Exercise objective> All entries must be given again in full, exactly as they were supplied.
[Opening Material to process section]
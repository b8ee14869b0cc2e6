//! Cloud mirror: drains the sync queue to the remote store and refreshes
//! local collections from it.

use std::collections::{HashMap, HashSet};
use std::sync::Arc;

use chrono::Utc;
use tokio::sync::Mutex;

use crate::conflict::{resolve_list, ConflictPolicy};
use crate::error::SyncError;
use crate::events::{EventBus, SyncEvent};
use crate::queue::{OperationKind, QueueItem, SyncQueue};
use crate::record::{Record, RecordId};
use crate::remote::RemoteStore;
use crate::status::StatusReporter;
use crate::store::RecordStore;

/// What one drain sent to the remote.
#[derive(Debug, Clone, Default, PartialEq, Eq)]
pub struct PushReport {
    pub upserted: usize,
    pub deleted: usize,
    /// Queue items marked synced, including superseded ones.
    pub acknowledged: u64,
}

impl PushReport {
    fn absorb(&mut self, other: PushReport) {
        self.upserted += other.upserted;
        self.deleted += other.deleted;
        self.acknowledged += other.acknowledged;
    }
}

/// Net effect of all pending items for one record id.
#[derive(Debug)]
struct PendingChange {
    operation: OperationKind,
    payload: Record,
    item_ids: Vec<String>,
}

/// Collapses pending items per record id; the last operation wins.
fn coalesce(items: Vec<QueueItem>) -> Vec<PendingChange> {
    let mut index: HashMap<RecordId, usize> = HashMap::new();
    let mut changes: Vec<PendingChange> = Vec::new();

    for item in items {
        match index.get(item.payload.id()) {
            Some(&pos) => {
                let change = &mut changes[pos];
                change.operation = item.operation;
                change.payload = item.payload;
                change.item_ids.push(item.id);
            }
            None => {
                index.insert(item.payload.id().clone(), changes.len());
                changes.push(PendingChange {
                    operation: item.operation,
                    payload: item.payload,
                    item_ids: vec![item.id],
                });
            }
        }
    }

    changes
}

/// Bidirectional bridge between the local store and the remote store.
pub struct CloudMirror {
    store: RecordStore,
    queue: Option<Arc<SyncQueue>>,
    remote: Arc<dyn RemoteStore>,
    policy: Arc<ConflictPolicy>,
    status: Arc<StatusReporter>,
    events: EventBus,
    /// Serialises drains so a batch is never in flight twice.
    drain: Mutex<()>,
}
//! Propagation of local-store changes between contexts sharing one storage.
//!
//! A change written by one context reaches every *other* context. Changes
//! received here are only reported (listeners + `<collection>Updated`), never
//! written again, so two coordinators cannot ping-pong.

use std::sync::{Arc, Mutex, PoisonError};

use tokio::sync::broadcast::error::RecvError;
use tokio::task::JoinHandle;

use crate::error::SyncError;
use crate::events::{EventBus, SyncEvent};
use crate::record::Record;
use crate::store::{ContextId, RecordStore, StorageChange};

/// In-process listener for changes made by sibling contexts.
pub type ChangeListener = Arc<dyn Fn(&str, &[Record]) + Send + Sync>;

struct Inner {
    context: ContextId,
    events: EventBus,
    listeners: Mutex<Vec<ChangeListener>>,
}

impl Inner {
    /// Returns `false` for changes that originated in this context.
    fn on_remote_change(&self, change: &StorageChange) -> bool {
        if change.origin == self.context {
            return false;
        }

        tracing::debug!(
            "Collection {} changed in context {}",
            change.collection,
            change.origin
        );

        let listeners = self
            .listeners
            .lock()
            .unwrap_or_else(PoisonError::into_inner)
            .clone();
        for listener in listeners {
            listener(&change.collection, &change.records);
        }

        self.events.publish(SyncEvent::CollectionUpdated {
            collection: change.collection.clone(),
            records: change.records.clone(),
        });
        true
    }
}

/// Cross-context coordinator for one [`RecordStore`] context.
pub struct CrossTabCoordinator {
    store: RecordStore,
    inner: Arc<Inner>,
    watcher: Mutex<Option<JoinHandle<()>>>,
}

impl CrossTabCoordinator {
    pub fn new(store: RecordStore, events: EventBus) -> Self {
        let inner = Arc::new(Inner {
            context: store.context_id(),
            events,
            listeners: Mutex::new(Vec::new()),
        });
        Self {
            store,
            inner,
            watcher: Mutex::new(None),
        }
    }

    /// Writes `records` to the shared storage; sibling contexts are notified.
    pub fn broadcast(&self, collection: &str, records: Vec<Record>) -> Result<Vec<Record>, SyncError> {
        self.store.set(collection, records)
    }

    pub fn add_change_listener<F>(&self, listener: F)
    where
        F: Fn(&str, &[Record]) + Send + Sync + 'static,
    {
        self.inner
            .listeners
            .lock()
            .unwrap_or_else(PoisonError::into_inner)
            .push(Arc::new(listener));
    }

    /// Handles a change notification directly. Own-context changes are
    /// ignored; returns whether the change was delivered.
    pub fn on_remote_change(&self, change: &StorageChange) -> bool {
        self.inner.on_remote_change(change)
    }

    /// Starts delivering sibling changes. Calling it again is a no-op.
    pub fn watch(&self) {
        let mut watcher = self.watcher.lock().unwrap_or_else(PoisonError::into_inner);
        if watcher.is_some() {
            return;
        }

        let mut changes = self.store.subscribe_changes();
        let inner = self.inner.clone();
        *watcher = Some(tokio::spawn(async move {
            loop {
                match changes.recv().await {
                    Ok(change) => {
                        inner.on_remote_change(&change);
                    }
                    Err(RecvError::Lagged(skipped)) => {
                        tracing::warn!("Missed {} cross-context change(s)", skipped);
                    }
                    Err(RecvError::Closed) => break,
                }
            }
        }));
    }

    pub fn stop(&self) {
        if let Some(handle) = self
            .watcher
            .lock()
            .unwrap_or_else(PoisonError::into_inner)
            .take()
        {
            handle.abort();
        }
    }
}

impl Drop for CrossTabCoordinator {
    fn drop(&mut self) {
        self.stop();
    }
}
[Closing Material to process section]
Solution>
repository b8ee14869b0cc2e6
//! Cloud mirror: drains the sync queue to the remote store and refreshes
//! local collections from it.

use std::collections::{HashMap, HashSet};
use std::sync::Arc;

use chrono::Utc;
use tokio::sync::Mutex;

use crate::conflict::{resolve_list, ConflictPolicy};
use crate::error::SyncError;
use crate::events::{EventBus, SyncEvent};
use crate::queue::{OperationKind, QueueItem, SyncQueue};
use crate::record::{Record, RecordId};
use crate::remote::RemoteStore;
use crate::status::StatusReporter;
use crate::store::RecordStore;

/// What one drain sent to the remote.
#[derive(Debug, Clone, Default, PartialEq, Eq)]
pub struct PushReport {
    pub upserted: usize,
    pub deleted: usize,
    /// Queue items marked synced, including superseded ones.
    pub acknowledged: u64,
}

impl PushReport {
    fn absorb(&mut self, other: PushReport) {
        self.upserted += other.upserted;
        self.deleted += other.deleted;
        self.acknowledged += other.acknowledged;
    }
}

/// Net effect of all pending items for one record id.
#[derive(Debug)]
struct PendingChange {
    operation: OperationKind,
    payload: Record,
    item_ids: Vec<String>,
}

/// Collapses pending items per record id; the last operation wins.
fn coalesce(items: Vec<QueueItem>) -> Vec<PendingChange> {
    let mut index: HashMap<RecordId, usize> = HashMap::new();
    let mut changes: Vec<PendingChange> = Vec::new();

    for item in items {
        match index.get(item.payload.id()) {
            Some(&pos) => {
                let change = &mut changes[pos];
                change.operation = item.operation;
                change.payload = item.payload;
                change.item_ids.push(item.id);
            }
            None => {
                index.insert(item.payload.id().clone(), changes.len());
                changes.push(PendingChange {
                    operation: item.operation,
                    payload: item.payload,
                    item_ids: vec![item.id],
                });
            }
        }
    }

    changes
}

/// Bidirectional bridge between the local store and the remote store.
pub struct CloudMirror {
    store: RecordStore,
    queue: Option<Arc<SyncQueue>>,
    remote: Arc<dyn RemoteStore>,
    policy: Arc<ConflictPolicy>,
    status: Arc<StatusReporter>,
    events: EventBus,
    /// Serialises drains so a batch is never in flight twice.
    drain: Mutex<()>,
}
//! Propagation of local-store changes between contexts sharing one storage.
//!
//! A change written by one context reaches every *other* context. Changes
//! received here are only reported (listeners + `<collection>Updated`), never
//! written again, so two coordinators cannot ping-pong.

use std::sync::{Arc, Mutex, PoisonError};

use tokio::sync::broadcast::error::RecvError;
use tokio::task::JoinHandle;

use crate::error::SyncError;
use crate::events::{EventBus, SyncEvent};
use crate::record::Record;
use crate::store::{ContextId, RecordStore, StorageChange};

/// In-process listener for changes made by sibling contexts.
pub type ChangeListener = Arc<dyn Fn(&str, &[Record]) + Send + Sync>;

struct Inner {
    context: ContextId,
    events: EventBus,
    listeners: Mutex<Vec<ChangeListener>>,
}

impl Inner {
    /// Returns `false` for changes that originated in this context.
    fn on_remote_change(&self, change: &StorageChange) -> bool {
        if change.origin == self.context {
            return false;
        }

        tracing::debug!(
            "Collection {} changed in context {}",
            change.collection,
            change.origin
        );

        let listeners = self
            .listeners
            .lock()
            .unwrap_or_else(PoisonError::into_inner)
            .clone();
        for listener in listeners {
            listener(&change.collection, &change.records);
        }

        self.events.publish(SyncEvent::CollectionUpdated {
            collection: change.collection.clone(),
            records: change.records.clone(),
        });
        true
    }
}

/// Cross-context coordinator for one [`RecordStore`] context.
pub struct CrossTabCoordinator {
    store: RecordStore,
    inner: Arc<Inner>,
    watcher: Mutex<Option<JoinHandle<()>>>,
}

impl CrossTabCoordinator {
    pub fn new(store: RecordStore, events: EventBus) -> Self {
        let inner = Arc::new(Inner {
            context: store.context_id(),
            events,
            listeners: Mutex::new(Vec::new()),
        });
        Self {
            store,
            inner,
            watcher: Mutex::new(None),
        }
    }

    /// Writes `records` to the shared storage; sibling contexts are notified.
    pub fn broadcast(&self, collection: &str, records: Vec<Record>) -> Result<Vec<Record>, SyncError> {
        self.store.set(collection, records)
    }

    pub fn add_change_listener<F>(&self, listener: F)
    where
        F: Fn(&str, &[Record]) + Send + Sync + 'static,
    {
        self.inner
            .listeners
            .lock()
            .unwrap_or_else(PoisonError::into_inner)
            .push(Arc::new(listener));
    }

    /// Handles a change notification directly. Own-context changes are
    /// ignored; returns whether the change was delivered.
    pub fn on_remote_change(&self, change: &StorageChange) -> bool {
        self.inner.on_remote_change(change)
    }

    /// Starts delivering sibling changes. Calling it again is a no-op.
    pub fn watch(&self) {
        let mut watcher = self.watcher.lock().unwrap_or_else(PoisonError::into_inner);
        if watcher.is_some() {
            return;
        }

        let mut changes = self.store.subscribe_changes();
        let inner = self.inner.clone();
        *watcher = Some(tokio::spawn(async move {
            loop {
                match changes.recv().await {
                    Ok(change) => {
                        inner.on_remote_change(&change);
                    }
                    Err(RecvError::Lagged(skipped)) => {
                        tracing::warn!("Missed {} cross-context change(s)", skipped);
                    }
                    Err(RecvError::Closed) => break,
                }
            }
        }));
    }

    pub fn stop(&self) {
        if let Some(handle) = self
            .watcher
            .lock()
            .unwrap_or_else(PoisonError::into_inner)
            .take()
        {
            handle.abort();
        }
    }
}

impl Drop for CrossTabCoordinator {
    fn drop(&mut self) {
        self.stop();
    }
}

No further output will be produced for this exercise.